** DIRECTIONS **
Every line below that holds the word "durable" must be listed.

** SUPPLIED MATERIAL **

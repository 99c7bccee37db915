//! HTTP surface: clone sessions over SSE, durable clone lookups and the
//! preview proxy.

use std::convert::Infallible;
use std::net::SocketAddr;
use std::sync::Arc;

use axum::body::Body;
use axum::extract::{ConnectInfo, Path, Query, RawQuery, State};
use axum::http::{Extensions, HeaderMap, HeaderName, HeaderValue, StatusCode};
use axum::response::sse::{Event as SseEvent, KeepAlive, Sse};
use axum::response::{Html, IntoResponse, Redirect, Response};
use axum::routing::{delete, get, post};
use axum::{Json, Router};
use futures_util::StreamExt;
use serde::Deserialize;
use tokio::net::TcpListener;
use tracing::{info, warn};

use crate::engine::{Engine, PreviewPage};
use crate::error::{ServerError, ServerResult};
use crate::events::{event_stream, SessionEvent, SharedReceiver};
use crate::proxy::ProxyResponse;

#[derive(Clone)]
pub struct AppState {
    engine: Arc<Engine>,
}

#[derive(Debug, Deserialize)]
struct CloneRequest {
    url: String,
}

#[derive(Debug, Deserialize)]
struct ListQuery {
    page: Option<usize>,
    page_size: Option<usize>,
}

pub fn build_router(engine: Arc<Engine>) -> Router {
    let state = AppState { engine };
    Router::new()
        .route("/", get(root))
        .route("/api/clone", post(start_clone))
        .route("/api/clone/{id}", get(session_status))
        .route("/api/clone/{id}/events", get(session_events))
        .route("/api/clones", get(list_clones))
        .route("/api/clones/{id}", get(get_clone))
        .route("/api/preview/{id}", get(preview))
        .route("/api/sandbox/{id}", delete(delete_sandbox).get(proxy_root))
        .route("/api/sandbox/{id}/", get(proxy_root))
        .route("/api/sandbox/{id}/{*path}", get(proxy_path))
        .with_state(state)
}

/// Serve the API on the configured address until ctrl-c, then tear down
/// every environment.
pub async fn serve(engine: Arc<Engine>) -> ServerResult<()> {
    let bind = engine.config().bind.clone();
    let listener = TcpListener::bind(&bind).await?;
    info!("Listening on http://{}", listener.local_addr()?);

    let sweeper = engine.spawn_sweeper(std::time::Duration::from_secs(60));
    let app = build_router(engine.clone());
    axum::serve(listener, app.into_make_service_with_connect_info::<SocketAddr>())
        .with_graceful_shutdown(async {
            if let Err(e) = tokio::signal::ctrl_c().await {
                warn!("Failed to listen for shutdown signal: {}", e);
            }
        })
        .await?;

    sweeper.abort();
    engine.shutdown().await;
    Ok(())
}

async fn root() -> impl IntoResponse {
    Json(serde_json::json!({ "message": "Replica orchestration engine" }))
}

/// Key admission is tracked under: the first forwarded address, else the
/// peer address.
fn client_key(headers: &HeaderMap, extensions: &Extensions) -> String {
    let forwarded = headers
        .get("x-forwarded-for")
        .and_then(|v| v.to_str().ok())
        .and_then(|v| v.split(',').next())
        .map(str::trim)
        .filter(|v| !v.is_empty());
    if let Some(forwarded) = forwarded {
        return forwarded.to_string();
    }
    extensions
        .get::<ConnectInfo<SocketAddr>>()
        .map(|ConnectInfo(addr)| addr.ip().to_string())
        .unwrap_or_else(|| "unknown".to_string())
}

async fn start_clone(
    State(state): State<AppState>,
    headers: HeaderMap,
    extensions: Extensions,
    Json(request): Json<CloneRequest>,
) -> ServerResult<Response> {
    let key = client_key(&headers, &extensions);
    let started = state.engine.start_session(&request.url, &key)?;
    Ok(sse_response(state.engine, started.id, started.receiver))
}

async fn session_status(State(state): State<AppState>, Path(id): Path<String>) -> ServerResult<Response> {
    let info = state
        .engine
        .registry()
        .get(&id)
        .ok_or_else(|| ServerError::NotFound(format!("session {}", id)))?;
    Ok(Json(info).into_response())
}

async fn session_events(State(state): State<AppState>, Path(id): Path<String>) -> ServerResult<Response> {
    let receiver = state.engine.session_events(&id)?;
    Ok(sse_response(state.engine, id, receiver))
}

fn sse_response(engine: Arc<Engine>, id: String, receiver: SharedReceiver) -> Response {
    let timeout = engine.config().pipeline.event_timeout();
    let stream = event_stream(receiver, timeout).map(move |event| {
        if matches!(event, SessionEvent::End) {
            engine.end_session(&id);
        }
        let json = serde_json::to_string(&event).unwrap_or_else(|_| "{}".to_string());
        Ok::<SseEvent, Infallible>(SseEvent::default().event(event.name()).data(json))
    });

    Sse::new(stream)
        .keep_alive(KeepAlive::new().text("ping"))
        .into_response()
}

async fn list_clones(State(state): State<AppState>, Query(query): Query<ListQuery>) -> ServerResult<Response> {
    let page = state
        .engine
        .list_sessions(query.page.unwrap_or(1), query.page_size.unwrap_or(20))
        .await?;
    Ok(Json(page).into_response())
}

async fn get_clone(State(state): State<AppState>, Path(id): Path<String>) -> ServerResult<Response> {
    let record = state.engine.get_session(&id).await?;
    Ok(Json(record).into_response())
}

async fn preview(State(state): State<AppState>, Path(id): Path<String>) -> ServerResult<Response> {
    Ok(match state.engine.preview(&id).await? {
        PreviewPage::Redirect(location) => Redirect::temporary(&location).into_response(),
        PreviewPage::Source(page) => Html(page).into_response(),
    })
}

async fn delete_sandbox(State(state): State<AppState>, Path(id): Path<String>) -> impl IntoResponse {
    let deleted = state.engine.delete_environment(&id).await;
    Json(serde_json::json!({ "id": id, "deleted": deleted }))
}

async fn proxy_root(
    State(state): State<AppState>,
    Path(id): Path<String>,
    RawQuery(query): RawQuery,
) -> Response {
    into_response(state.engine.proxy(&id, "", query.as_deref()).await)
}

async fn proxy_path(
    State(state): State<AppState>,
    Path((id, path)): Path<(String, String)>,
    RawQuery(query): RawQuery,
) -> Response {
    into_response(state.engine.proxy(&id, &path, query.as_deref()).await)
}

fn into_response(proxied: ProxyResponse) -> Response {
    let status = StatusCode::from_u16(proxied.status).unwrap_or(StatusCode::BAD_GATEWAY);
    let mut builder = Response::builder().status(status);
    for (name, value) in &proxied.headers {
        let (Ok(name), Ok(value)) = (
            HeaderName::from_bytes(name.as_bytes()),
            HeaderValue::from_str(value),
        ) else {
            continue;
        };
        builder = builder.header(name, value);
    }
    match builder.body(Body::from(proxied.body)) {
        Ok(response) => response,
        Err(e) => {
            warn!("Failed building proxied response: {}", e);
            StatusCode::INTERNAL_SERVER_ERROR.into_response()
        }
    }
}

--

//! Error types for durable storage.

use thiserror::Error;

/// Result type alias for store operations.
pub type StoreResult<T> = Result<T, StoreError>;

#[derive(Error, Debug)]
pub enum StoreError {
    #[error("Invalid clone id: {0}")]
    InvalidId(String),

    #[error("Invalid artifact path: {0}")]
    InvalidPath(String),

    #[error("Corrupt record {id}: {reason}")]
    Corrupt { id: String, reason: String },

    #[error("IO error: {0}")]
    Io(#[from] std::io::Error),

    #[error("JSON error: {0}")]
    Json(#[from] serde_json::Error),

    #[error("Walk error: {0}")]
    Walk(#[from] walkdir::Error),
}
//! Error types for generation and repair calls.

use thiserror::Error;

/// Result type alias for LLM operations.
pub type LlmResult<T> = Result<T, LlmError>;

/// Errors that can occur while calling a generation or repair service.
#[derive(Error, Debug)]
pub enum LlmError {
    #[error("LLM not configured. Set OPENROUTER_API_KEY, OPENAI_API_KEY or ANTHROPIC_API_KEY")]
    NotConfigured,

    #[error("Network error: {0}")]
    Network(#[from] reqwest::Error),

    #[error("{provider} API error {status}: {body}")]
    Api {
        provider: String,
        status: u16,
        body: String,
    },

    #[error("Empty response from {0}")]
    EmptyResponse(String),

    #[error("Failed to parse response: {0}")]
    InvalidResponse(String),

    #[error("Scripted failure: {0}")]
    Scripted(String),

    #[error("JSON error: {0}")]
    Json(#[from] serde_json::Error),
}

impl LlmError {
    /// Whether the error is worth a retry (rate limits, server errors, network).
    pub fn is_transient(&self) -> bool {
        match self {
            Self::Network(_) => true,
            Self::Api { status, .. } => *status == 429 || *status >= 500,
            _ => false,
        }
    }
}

** ANSWER SECTION **
//! HTTP surface: clone sessions over SSE, durable clone lookups and the
//! Error types for durable storage.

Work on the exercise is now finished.